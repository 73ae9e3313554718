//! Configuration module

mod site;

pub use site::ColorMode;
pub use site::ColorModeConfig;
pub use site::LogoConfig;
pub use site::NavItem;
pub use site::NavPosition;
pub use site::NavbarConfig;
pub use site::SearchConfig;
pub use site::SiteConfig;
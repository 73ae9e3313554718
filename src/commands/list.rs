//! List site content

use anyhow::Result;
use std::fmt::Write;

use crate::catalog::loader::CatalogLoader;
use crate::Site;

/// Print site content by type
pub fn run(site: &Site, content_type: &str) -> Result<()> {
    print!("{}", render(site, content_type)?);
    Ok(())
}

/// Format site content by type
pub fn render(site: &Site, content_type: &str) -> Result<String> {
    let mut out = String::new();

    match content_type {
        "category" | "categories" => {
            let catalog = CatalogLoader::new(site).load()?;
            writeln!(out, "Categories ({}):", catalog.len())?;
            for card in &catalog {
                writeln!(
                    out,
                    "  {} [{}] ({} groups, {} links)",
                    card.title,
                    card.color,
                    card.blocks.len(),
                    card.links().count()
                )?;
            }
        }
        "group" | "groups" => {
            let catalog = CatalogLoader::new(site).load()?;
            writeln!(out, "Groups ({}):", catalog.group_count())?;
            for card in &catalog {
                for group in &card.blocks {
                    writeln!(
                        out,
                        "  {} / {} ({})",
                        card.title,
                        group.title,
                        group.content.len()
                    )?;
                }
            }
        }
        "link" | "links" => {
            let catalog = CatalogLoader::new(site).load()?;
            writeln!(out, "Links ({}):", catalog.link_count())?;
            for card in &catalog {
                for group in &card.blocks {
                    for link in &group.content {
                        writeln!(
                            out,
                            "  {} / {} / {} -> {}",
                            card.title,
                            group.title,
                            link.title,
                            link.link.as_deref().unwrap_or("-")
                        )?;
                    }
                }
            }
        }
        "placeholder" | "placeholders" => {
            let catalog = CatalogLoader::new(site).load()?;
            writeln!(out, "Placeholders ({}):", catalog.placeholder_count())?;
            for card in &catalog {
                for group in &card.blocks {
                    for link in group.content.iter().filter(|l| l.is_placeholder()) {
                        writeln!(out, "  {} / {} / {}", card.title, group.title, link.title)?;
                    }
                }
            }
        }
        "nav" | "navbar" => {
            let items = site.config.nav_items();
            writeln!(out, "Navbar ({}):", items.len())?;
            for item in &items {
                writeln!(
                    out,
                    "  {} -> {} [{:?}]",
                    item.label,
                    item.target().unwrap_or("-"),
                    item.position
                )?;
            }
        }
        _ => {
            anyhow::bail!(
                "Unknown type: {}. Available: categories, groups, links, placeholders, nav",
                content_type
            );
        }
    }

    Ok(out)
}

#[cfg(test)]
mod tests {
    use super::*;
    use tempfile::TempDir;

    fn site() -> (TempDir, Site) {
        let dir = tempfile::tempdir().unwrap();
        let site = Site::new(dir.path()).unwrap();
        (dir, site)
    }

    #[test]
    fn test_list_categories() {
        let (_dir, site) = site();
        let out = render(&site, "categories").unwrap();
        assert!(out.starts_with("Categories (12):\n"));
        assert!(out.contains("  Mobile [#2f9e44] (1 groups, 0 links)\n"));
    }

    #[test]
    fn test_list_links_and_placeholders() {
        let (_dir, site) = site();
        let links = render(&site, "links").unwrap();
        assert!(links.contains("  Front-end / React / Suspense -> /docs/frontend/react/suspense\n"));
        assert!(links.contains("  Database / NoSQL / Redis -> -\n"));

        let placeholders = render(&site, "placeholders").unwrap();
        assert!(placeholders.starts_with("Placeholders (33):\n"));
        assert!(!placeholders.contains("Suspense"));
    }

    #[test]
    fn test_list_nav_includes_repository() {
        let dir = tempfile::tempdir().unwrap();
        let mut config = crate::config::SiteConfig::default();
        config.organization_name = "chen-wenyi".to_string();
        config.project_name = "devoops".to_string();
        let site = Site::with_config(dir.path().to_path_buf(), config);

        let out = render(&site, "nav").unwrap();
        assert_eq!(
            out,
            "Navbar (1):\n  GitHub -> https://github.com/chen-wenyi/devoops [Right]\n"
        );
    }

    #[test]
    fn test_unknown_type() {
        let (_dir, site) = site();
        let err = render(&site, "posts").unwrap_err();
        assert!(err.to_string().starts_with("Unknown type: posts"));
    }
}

········

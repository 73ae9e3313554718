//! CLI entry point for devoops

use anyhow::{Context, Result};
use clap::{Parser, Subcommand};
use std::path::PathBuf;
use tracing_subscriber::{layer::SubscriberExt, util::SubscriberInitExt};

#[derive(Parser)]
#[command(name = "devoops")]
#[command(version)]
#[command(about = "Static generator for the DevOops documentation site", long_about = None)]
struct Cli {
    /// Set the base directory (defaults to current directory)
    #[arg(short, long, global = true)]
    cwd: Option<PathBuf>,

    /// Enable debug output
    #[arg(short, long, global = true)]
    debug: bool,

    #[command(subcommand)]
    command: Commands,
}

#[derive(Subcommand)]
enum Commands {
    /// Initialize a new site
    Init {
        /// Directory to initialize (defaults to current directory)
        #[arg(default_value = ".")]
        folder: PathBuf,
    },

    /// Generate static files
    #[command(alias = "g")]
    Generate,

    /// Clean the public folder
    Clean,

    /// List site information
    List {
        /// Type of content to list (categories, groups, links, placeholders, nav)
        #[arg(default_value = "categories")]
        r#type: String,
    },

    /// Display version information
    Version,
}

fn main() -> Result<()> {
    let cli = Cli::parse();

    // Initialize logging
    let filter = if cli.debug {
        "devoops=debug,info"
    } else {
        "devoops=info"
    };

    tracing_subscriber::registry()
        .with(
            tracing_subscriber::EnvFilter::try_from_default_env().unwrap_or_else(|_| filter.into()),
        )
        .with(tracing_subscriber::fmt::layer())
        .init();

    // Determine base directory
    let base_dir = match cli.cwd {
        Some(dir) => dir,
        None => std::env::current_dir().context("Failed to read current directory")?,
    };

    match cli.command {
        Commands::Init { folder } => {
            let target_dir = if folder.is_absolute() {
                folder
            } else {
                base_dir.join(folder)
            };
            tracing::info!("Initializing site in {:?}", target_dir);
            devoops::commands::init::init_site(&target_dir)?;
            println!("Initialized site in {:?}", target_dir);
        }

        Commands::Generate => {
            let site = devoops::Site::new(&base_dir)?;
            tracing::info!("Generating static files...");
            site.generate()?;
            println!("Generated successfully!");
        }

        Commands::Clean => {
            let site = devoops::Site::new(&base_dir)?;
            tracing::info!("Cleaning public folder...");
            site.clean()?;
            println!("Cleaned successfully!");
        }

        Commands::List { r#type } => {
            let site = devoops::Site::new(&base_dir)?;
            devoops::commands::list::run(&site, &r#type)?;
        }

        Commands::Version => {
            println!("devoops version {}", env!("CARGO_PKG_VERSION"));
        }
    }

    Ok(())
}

········

Your task:
Return every line of the listing above where "render" appears.

Task result:
    print!("{}", render(site, content_type)?);
pub fn render(site: &Site, content_type: &str) -> Result<String> {
        let out = render(&site, "categories").unwrap();
        let links = render(&site, "links").unwrap();
        let placeholders = render(&site, "placeholders").unwrap();
        let out = render(&site, "nav").unwrap();
        let err = render(&site, "posts").unwrap_err();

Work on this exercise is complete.